▶ [Problem] Keyword search on "Debug": report each line of the records that contains it.

▶ [Entries shown]
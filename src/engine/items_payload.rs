// ==========================================
// 畜群月报 - 发票内嵌明细解析
// ==========================================
// 职责: 发票 items 字段（数组 / 含 items 字段的对象 / JSON 编码字符串）
//       在入口处一次性解析为 MovementRecord 列表
// 红线: 不编造年龄/性别信号，缺失即保持 None
// ==========================================

use crate::domain::movement::MovementRecord;
use crate::domain::types::{Direction, SourceTier};
use serde_json::{Map, Value};
use thiserror::Error;

/// 编码字符串最多解包层数
const MAX_ENCODING_DEPTH: usize = 2;

const ITEMS_KEYS: [&str; 2] = ["items", "itens"];
const BREED_KEYS: [&str; 3] = ["raca", "raça", "breed"];
const SEX_KEYS: [&str; 2] = ["sexo", "sex"];
const EXTRA_KEYS: [&str; 2] = ["dados_extras", "extra"];
const AGE_MONTHS_KEYS: [&str; 2] = ["idade_meses", "age_months"];
const AGE_LABEL_KEYS: [&str; 3] = ["faixa_etaria", "idade", "age_label"];
const BIRTH_DATE_KEYS: [&str; 2] = ["data_nascimento", "birth_date"];
const QUANTITY_KEYS: [&str; 3] = ["quantidade", "qtd", "quantity"];

/// 明细解析错误
#[derive(Error, Debug)]
pub enum PayloadError {
    #[error("明细 JSON 格式错误: {0}")]
    MalformedJson(#[from] serde_json::Error),

    #[error("不支持的明细结构: {0}")]
    UnsupportedShape(String),

    #[error("明细对象缺少 items 字段")]
    MissingItemsField,

    #[error("明细编码层数超过上限 ({0})")]
    TooDeeplyEncoded(usize),
}

// ==========================================
// ItemsPayload - 明细原文的三种形态
// ==========================================
#[derive(Debug, Clone, PartialEq)]
pub enum ItemsPayload {
    /// JSON 数组
    RawArray(Vec<Value>),
    /// 含 items/itens 字段的对象（或以序号为键的对象）
    RawObjectWithItemsField(Map<String, Value>),
    /// JSON 编码后再次存为字符串
    EncodedString(String),
}

impl ItemsPayload {
    /// 从数据库原文解析形态（空串/null 视为空数组）
    pub fn from_raw(raw: &str) -> Result<Self, PayloadError> {
        let trimmed = raw.trim();
        if trimmed.is_empty() {
            return Ok(ItemsPayload::RawArray(Vec::new()));
        }
        let value: Value = serde_json::from_str(trimmed)?;
        Self::from_value(value)
    }

    pub fn from_value(value: Value) -> Result<Self, PayloadError> {
        match value {
            Value::Null => Ok(ItemsPayload::RawArray(Vec::new())),
            Value::Array(items) => Ok(ItemsPayload::RawArray(items)),
            Value::Object(map) => Ok(ItemsPayload::RawObjectWithItemsField(map)),
            Value::String(s) => Ok(ItemsPayload::EncodedString(s)),
            other => Err(PayloadError::UnsupportedShape(other.to_string())),
        }
    }

    /// 展开为明细列表
    pub fn into_items(self) -> Result<Vec<Value>, PayloadError> {
        self.into_items_at_depth(0)
    }

    fn into_items_at_depth(self, depth: usize) -> Result<Vec<Value>, PayloadError> {
        match self {
            ItemsPayload::RawArray(items) => Ok(items),
            ItemsPayload::RawObjectWithItemsField(mut map) => {
                if let Some(inner) = ITEMS_KEYS.iter().find_map(|k| map.remove(*k)) {
                    return Self::from_value(inner)?.into_items_at_depth(depth);
                }
                // 以序号为键的对象: {"0": {...}, "1": {...}}
                if !map.is_empty() && map.values().all(Value::is_object) {
                    return Ok(map.into_iter().map(|(_, v)| v).collect());
                }
                Err(PayloadError::MissingItemsField)
            }
            ItemsPayload::EncodedString(encoded) => {
                if depth >= MAX_ENCODING_DEPTH {
                    return Err(PayloadError::TooDeeplyEncoded(depth));
                }
                Self::from_raw(&encoded)?.into_items_at_depth(depth + 1)
            }
        }
    }
}

// ==========================================
// 明细 → MovementRecord
// ==========================================

/// 明细转换上下文
#[derive(Debug, Clone, Copy)]
pub struct ItemContext {
    pub direction: Direction,
    pub tier: SourceTier,
    pub invoice_id: i64,
}

/// 明细列表转换为记录（非对象明细跳过并返回跳过数）
pub fn records_from_items(items: &[Value], ctx: ItemContext) -> (Vec<MovementRecord>, usize) {
    let mut records = Vec::with_capacity(items.len());
    let mut rejected = 0;

    for (idx, item) in items.iter().enumerate() {
        match item.as_object() {
            Some(obj) => records.push(record_from_object(obj, idx, ctx)),
            None => rejected += 1,
        }
    }

    (records, rejected)
}

fn record_from_object(obj: &Map<String, Value>, idx: usize, ctx: ItemContext) -> MovementRecord {
    // 品种缺失时留空，由采集器统一填充占位名
    let breed = text_field(obj, &BREED_KEYS).unwrap_or_default();
    let extra = EXTRA_KEYS.iter().find_map(|k| obj.get(*k)).and_then(as_object_lenient);

    MovementRecord {
        direction: ctx.direction,
        breed,
        sex_raw: text_field(obj, &SEX_KEYS),
        sex_extra_raw: extra.as_ref().and_then(|e| text_field(e, &SEX_KEYS)),
        age_months_raw: number_field(obj, &AGE_MONTHS_KEYS),
        age_label_raw: text_field(obj, &AGE_LABEL_KEYS),
        birth_date: text_field(obj, &BIRTH_DATE_KEYS),
        quantity: quantity_field(obj),
        source_tier: ctx.tier,
        source_ref: format!("invoice#{}/item#{}", ctx.invoice_id, idx),
    }
}

/// 扩展数据可能是对象，也可能是 JSON 编码的字符串
fn as_object_lenient(value: &Value) -> Option<Map<String, Value>> {
    match value {
        Value::Object(map) => Some(map.clone()),
        Value::String(s) => match serde_json::from_str::<Value>(s) {
            Ok(Value::Object(map)) => Some(map),
            _ => None,
        },
        _ => None,
    }
}

/// 文本字段（数字也转为文本），空串视为缺失
pub fn text_field(obj: &Map<String, Value>, keys: &[&str]) -> Option<String> {
    keys.iter().find_map(|k| match obj.get(*k)? {
        Value::String(s) if !s.trim().is_empty() => Some(s.trim().to_string()),
        Value::Number(n) => Some(n.to_string()),
        _ => None,
    })
}

/// 数值字段（支持数字或数字字符串，逗号小数）
pub fn number_field(obj: &Map<String, Value>, keys: &[&str]) -> Option<f64> {
    keys.iter().find_map(|k| match obj.get(*k)? {
        Value::Number(n) => n.as_f64(),
        Value::String(s) => s.trim().replace(',', ".").parse::<f64>().ok(),
        _ => None,
    })
}

/// 头数: 缺失、非数值或小于 1 时按 1 处理
fn quantity_field(obj: &Map<String, Value>) -> u32 {
    number_field(obj, &QUANTITY_KEYS)
        .filter(|q| q.is_finite() && *q >= 1.0)
        .map(|q| q.min(u32::MAX as f64).floor() as u32)
        .unwrap_or(1)
}

#[cfg(test)]
mod tests {
    use super::*;
    use serde_json::json;

    fn ctx() -> ItemContext {
        ItemContext {
            direction: Direction::Entry,
            tier: SourceTier::InvoiceItem,
            invoice_id: 7,
        }
    }

    #[test]
    fn test_raw_array_shape() {
        let payload = ItemsPayload::from_raw(r#"[{"raca":"Nelore"},{"raca":"Angus"}]"#).unwrap();
        assert!(matches!(payload, ItemsPayload::RawArray(_)));
        assert_eq!(payload.into_items().unwrap().len(), 2);
    }

    #[test]
    fn test_object_with_items_field_shape() {
        let payload = ItemsPayload::from_raw(r#"{"itens":[{"raca":"Nelore"}],"total":10}"#).unwrap();
        assert!(matches!(payload, ItemsPayload::RawObjectWithItemsField(_)));
        assert_eq!(payload.into_items().unwrap().len(), 1);
    }

    #[test]
    fn test_indexed_object_shape() {
        let payload = ItemsPayload::from_raw(r#"{"0":{"raca":"Nelore"},"1":{"raca":"Gir"}}"#).unwrap();
        assert_eq!(payload.into_items().unwrap().len(), 2);
    }

    #[test]
    fn test_encoded_string_shape() {
        let inner = r#"[{"raca":"Nelore","sexo":"Macho"}]"#;
        let raw = serde_json::to_string(inner).unwrap();
        let payload = ItemsPayload::from_raw(&raw).unwrap();
        assert!(matches!(payload, ItemsPayload::EncodedString(_)));
        assert_eq!(payload.into_items().unwrap().len(), 1);
    }

    #[test]
    fn test_empty_and_null_are_empty_lists() {
        assert!(ItemsPayload::from_raw("").unwrap().into_items().unwrap().is_empty());
        assert!(ItemsPayload::from_raw("null").unwrap().into_items().unwrap().is_empty());
        assert!(ItemsPayload::from_raw("[]").unwrap().into_items().unwrap().is_empty());
    }

    #[test]
    fn test_malformed_payloads_error() {
        assert!(matches!(ItemsPayload::from_raw("{not json"), Err(PayloadError::MalformedJson(_))));
        assert!(matches!(ItemsPayload::from_raw("42"), Err(PayloadError::UnsupportedShape(_))));
        let no_items = ItemsPayload::from_raw(r#"{"total": 3}"#).unwrap();
        assert!(matches!(no_items.into_items(), Err(PayloadError::MissingItemsField)));
    }

    #[test]
    fn test_item_field_aliases_and_numeric_strings() {
        let items = vec![json!({
            "breed": "Angus",
            "sex": "Fêmea",
            "idade_meses": "5",
            "faixa_etaria": "0-7",
            "data_nascimento": "2025-01-10",
            "qtd": "3"
        })];
        let (records, rejected) = records_from_items(&items, ctx());
        assert_eq!(rejected, 0);
        let rec = &records[0];
        assert_eq!(rec.breed, "Angus");
        assert_eq!(rec.sex_raw.as_deref(), Some("Fêmea"));
        assert_eq!(rec.age_months_raw, Some(5.0));
        assert_eq!(rec.age_label_raw.as_deref(), Some("0-7"));
        assert_eq!(rec.birth_date.as_deref(), Some("2025-01-10"));
        assert_eq!(rec.quantity, 3);
        assert_eq!(rec.source_tier, SourceTier::InvoiceItem);
        assert_eq!(rec.source_ref, "invoice#7/item#0");
    }

    #[test]
    fn test_missing_signals_stay_missing() {
        let items = vec![json!({"quantidade": 0}), json!("garbage")];
        let (records, rejected) = records_from_items(&items, ctx());
        assert_eq!(rejected, 1);
        let rec = &records[0];
        assert_eq!(rec.breed, "");
        assert_eq!(rec.sex_raw, None);
        assert_eq!(rec.age_months_raw, None);
        assert_eq!(rec.age_label_raw, None);
        assert_eq!(rec.quantity, 1);
    }

    #[test]
    fn test_extra_data_sex() {
        let items = vec![
            json!({"raca": "Gir", "dados_extras": {"sexo": "F"}}),
            json!({"raca": "Gir", "extra": "{\"sexo\":\"M\"}"}),
        ];
        let (records, _) = records_from_items(&items, ctx());
        assert_eq!(records[0].sex_extra_raw.as_deref(), Some("F"));
        assert_eq!(records[1].sex_extra_raw.as_deref(), Some("M"));
    }
}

▶ [Your response]
#[derive(Error, Debug)]
#[derive(Debug, Clone, PartialEq)]
#[derive(Debug, Clone, Copy)]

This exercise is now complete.